**Task requirements:**
Copy word for word, and only, the lines below from the one with "fn is_line_break(c: char)" through the last.

**Supplied records:**

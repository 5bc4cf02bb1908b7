//! Internal modules of the notes archive codec.
//!
//! All public types from these modules are re-exported at the crate root
//! with `#[doc(inline)]`; import from there in preference to this module.

pub mod archive;
pub mod attachment;
pub mod binary;
pub mod color_space;
pub mod content;
pub mod error;
pub mod filename;
pub mod folder;
pub mod folder_id;
pub mod note;
pub mod package;
pub mod storage;
pub mod timestamp;
pub mod type_identifier;

#[doc(inline)]
pub use archive::{Archive, ArchiveMetadata, Creator};
#[doc(inline)]
pub use attachment::{Attachment, AttachmentContents, AttachmentMetadata};
#[doc(inline)]
pub use color_space::ColorSpace;
#[doc(inline)]
pub use content::Content;
#[doc(inline)]
pub use error::{ArchiveError, Result};
#[doc(inline)]
pub use filename::FilenameRules;
#[doc(inline)]
pub use folder::{Folder, FolderMetadata};
#[doc(inline)]
pub use folder_id::FolderIdentifier;
#[doc(inline)]
pub use note::{Note, NoteMetadata};
#[doc(inline)]
pub use package::{PackageChild, PackageDirectory, PackageEntry, PackageNode};
#[doc(inline)]
pub use timestamp::SanitizedTimestamp;
#[doc(inline)]
pub use type_identifier::TypeIdentifier;
//! Moving package trees between memory and the filesystem.

use crate::core::error::{ArchiveError, Result};
use crate::core::package::{is_valid_entry_name, PackageDirectory, PackageEntry, PackageNode};
use std::fs;
use std::path::{Path, PathBuf};
use uuid::Uuid;

/// Reads the file or directory tree at `path` into memory.
///
/// `path` itself may be a symlink to the package, but symlinks inside the
/// package are never followed. Such links are skipped with a warning, as are
/// entries whose names are not valid UTF-8 and anything else that is not a
/// regular file or directory.
///
/// # Errors
///
/// Returns [`ArchiveError::Io`] if any part of the tree cannot be read.
pub fn read_package(path: &Path) -> Result<PackageEntry> {
    let metadata = fs::metadata(path)?;
    if metadata.is_dir() {
        read_directory(path).map(PackageEntry::Directory)
    } else {
        Ok(PackageEntry::File(fs::read(path)?))
    }
}

fn read_directory(path: &Path) -> Result<PackageDirectory> {
    let mut dir = PackageDirectory::new();
    for entry in fs::read_dir(path)? {
        let entry = entry?;
        let name = match entry.file_name().into_string() {
            Ok(name) => name,
            Err(raw) => {
                log::warn!("skipping entry {:?} in {}: name is not UTF-8", raw, path.display());
                continue;
            }
        };
        let child_path = entry.path();
        let file_type = entry.file_type()?;
        let child = if file_type.is_symlink() {
            log::warn!("skipping symlink {}", child_path.display());
            continue;
        } else if file_type.is_dir() {
            PackageEntry::Directory(read_directory(&child_path)?)
        } else if file_type.is_file() {
            PackageEntry::File(fs::read(&child_path)?)
        } else {
            log::warn!("skipping special file {}", child_path.display());
            continue;
        };
        dir.insert(name, child)?;
    }
    Ok(dir)
}

/// Writes `root` to `destination`, replacing whatever is there.
///
/// The tree is written in full to a hidden sibling directory first and only
/// then swapped into place, so readers never see a partial package. When
/// `destination` already exists it is moved aside, the new tree is renamed
/// in, and the old one is removed. If the swap fails the original is put back.
///
/// # Errors
///
/// Returns [`ArchiveError::Io`] for filesystem failures and
/// [`ArchiveError::InvalidPackage`] if `destination` has no final component.
pub fn write_package(root: &PackageDirectory, destination: &Path) -> Result<()> {
    let name = destination
        .file_name()
        .and_then(|name| name.to_str())
        .ok_or_else(|| {
            ArchiveError::InvalidPackage(format!(
                "{} is not a usable package path",
                destination.display()
            ))
        })?;
    let parent = match destination.parent() {
        Some(parent) if !parent.as_os_str().is_empty() => parent.to_path_buf(),
        _ => PathBuf::from("."),
    };

    let stem = sibling_stem(name);
    let staging = parent.join(format!(".{stem}-{}.tmp", Uuid::new_v4()));
    if let Err(e) = write_directory(&staging, root) {
        discard(&staging);
        return Err(e);
    }

    swap_into_place(&staging, destination, &parent, stem)
}

/// Longest prefix of the destination name reused in staging and backup names.
const SIBLING_STEM_MAX_BYTES: usize = 64;

// Keeps `.{stem}-{uuid}.tmp` within filename limits for any valid destination name.
fn sibling_stem(name: &str) -> &str {
    if name.len() <= SIBLING_STEM_MAX_BYTES {
        return name;
    }
    let mut end = SIBLING_STEM_MAX_BYTES;
    while !name.is_char_boundary(end) {
        end -= 1;
    }
    &name[..end]
}

fn write_directory(path: &Path, dir: &PackageDirectory) -> Result<()> {
    fs::create_dir(path)?;
    for (name, entry) in dir.entries() {
        if !is_valid_entry_name(name) {
            return Err(ArchiveError::InvalidPackage(format!(
                "`{name}` is not a valid entry name"
            )));
        }
        let child_path = path.join(name);
        match entry {
            PackageEntry::Directory(child) => write_directory(&child_path, child)?,
            PackageEntry::File(bytes) => fs::write(&child_path, bytes)?,
        }
    }
    Ok(())
}

fn swap_into_place(staging: &Path, destination: &Path, parent: &Path, stem: &str) -> Result<()> {
    if fs::symlink_metadata(destination).is_err() {
        log::debug!("moving {} into place", destination.display());
        return fs::rename(staging, destination).map_err(|e| {
            discard(staging);
            e.into()
        });
    }

    let backup = parent.join(format!(".{stem}-{}.old", Uuid::new_v4()));
    if let Err(e) = fs::rename(destination, &backup) {
        discard(staging);
        return Err(e.into());
    }
    if let Err(e) = fs::rename(staging, destination) {
        if let Err(restore) = fs::rename(&backup, destination) {
            log::warn!(
                "could not restore {} from {}: {restore}",
                destination.display(),
                backup.display()
            );
        }
        discard(staging);
        return Err(e.into());
    }
    log::debug!("replaced {}", destination.display());
    discard(&backup);
    Ok(())
}

// Best-effort cleanup; the caller is already returning the error that matters.
fn discard(path: &Path) {
    let result = match fs::symlink_metadata(path) {
        Ok(metadata) if metadata.is_dir() => fs::remove_dir_all(path),
        Ok(_) => fs::remove_file(path),
        Err(_) => return,
    };
    if let Err(e) = result {
        log::warn!("failed to remove {}: {e}", path.display());
    }
}

/// Reads and decodes the entity package at `path`.
///
/// # Errors
///
/// Returns [`ArchiveError::InvalidPackage`] if `path` is not a directory or
/// lacks `info.json`, plus any read or decode error from the tree.
pub fn load<T: PackageNode>(path: &Path) -> Result<T> {
    let entry = read_package(path)?;
    T::decode_entry(&entry)
}

/// Encodes `node` and writes it to `path` with [`write_package`].
pub fn save<T: PackageNode>(node: &T, path: &Path) -> Result<()> {
    let root = node.encode()?;
    write_package(&root, path)
}
//! Filesystem-safe names for child containers.
//!
//! A display name (folder title, note text, attachment filename) is reduced to
//! a single line with no path-hostile characters and a bounded length, then
//! given a numeric suffix if a sibling already uses it:
//!
//! ```text
//! "Work"  ->  Work.folder
//! "Work"  ->  Work 2.folder
//! "Work"  ->  Work 3.folder
//! ```

/// Characters that never appear in a generated filename.
pub const ILLEGAL_FILENAME_CHARACTERS: &[char] =
    &['/', '\\', '?', '%', '*', '|', '<', '>', ':', '\u{FFFC}'];

/// Longest sanitized name, in UTF-16 code units, before the truncation marker.
pub const MAX_FILENAME_UTF16_LEN: usize = 128;

/// Appended to a name that was shortened.
pub const TRUNCATION_MARKER: char = '\u{2026}';

/// Tunable sanitization rules. The codec always uses [`FilenameRules::STANDARD`].
#[derive(Debug, Clone, Copy, PartialEq, Eq)]
pub struct FilenameRules {
    pub illegal_characters: &'static [char],
    pub max_utf16_len: usize,
    pub truncation_marker: char,
}

impl FilenameRules {
    pub const STANDARD: Self = Self {
        illegal_characters: ILLEGAL_FILENAME_CHARACTERS,
        max_utf16_len: MAX_FILENAME_UTF16_LEN,
        truncation_marker: TRUNCATION_MARKER,
    };

    #[must_use]
    pub fn is_allowed(&self, c: char) -> bool {
        !self.illegal_characters.contains(&c)
    }

    /// Reduces `name` to a single-line, filesystem-safe name.
    ///
    /// Steps: trim whitespace, drop leading dots, cut at the first line break,
    /// remove illegal characters, then cap the length. The first four steps are
    /// repeated until they no longer change the name (removing a character can
    /// expose new leading whitespace or dots), which makes the whole function
    /// idempotent. The result may be empty.
    #[must_use]
    pub fn sanitize(&self, name: &str) -> String {
        let mut current = self.clean(name);
        loop {
            let next = self.clean(&current);
            if next == current {
                break;
            }
            current = next;
        }
        self.truncate(&current)
    }

    fn clean(&self, name: &str) -> String {
        name.trim()
            .trim_start_matches('.')
            .split(is_line_break)
            .next()
            .unwrap_or_default()
            .chars()
            .filter(|c| self.is_allowed(*c))
            .collect()
    }

    // Never splits a surrogate pair: a character that does not fit whole is dropped.
    fn truncate(&self, name: &str) -> String {
        let mut used = 0;
        let mut truncated = String::with_capacity(name.len());
        for c in name.chars() {
            used += c.len_utf16();
            if used > self.max_utf16_len {
                truncated.push(self.truncation_marker);
                return truncated;
            }
            truncated.push(c);
        }
        truncated
    }
}

impl Default for FilenameRules {
    fn default() -> Self {
        Self::STANDARD
    }
}

/// Sanitizes `name` with [`FilenameRules::STANDARD`].
#[must_use]
pub fn sanitized_filename(name: &str) -> String {
    FilenameRules::STANDARD.sanitize(name)
}

/// Returns the first of `base.ext`, `base 2.ext`, `base 3.ext`, … for which
/// `is_taken` returns `false`.
pub fn available_filename(base: &str, extension: &str, is_taken: impl Fn(&str) -> bool) -> String {
    let mut attempt = 1usize;
    loop {
        let candidate = filename_for_attempt(base, extension, attempt);
        if !is_taken(&candidate) {
            return candidate;
        }
        attempt += 1;
    }
}

fn filename_for_attempt(base: &str, extension: &str, attempt: usize) -> String {
    let stem = if attempt > 1 {
        format!("{base} {attempt}")
    } else {
        base.to_string()
    };
    if extension.is_empty() {
        stem
    } else {
        format!("{stem}.{extension}")
    }
}

fn is_line_break(c: char) -> bool {
    matches!(
        c,
        '\n' | '\u{000B}' | '\u{000C}' | '\r' | '\u{0085}' | '\u{2028}' | '\u{2029}'
    )
}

**Written response:**
fn is_line_break(c: char) -> bool {
    matches!(
        c,
        '\n' | '\u{000B}' | '\u{000C}' | '\r' | '\u{0085}' | '\u{2028}' | '\u{2029}'
    )
}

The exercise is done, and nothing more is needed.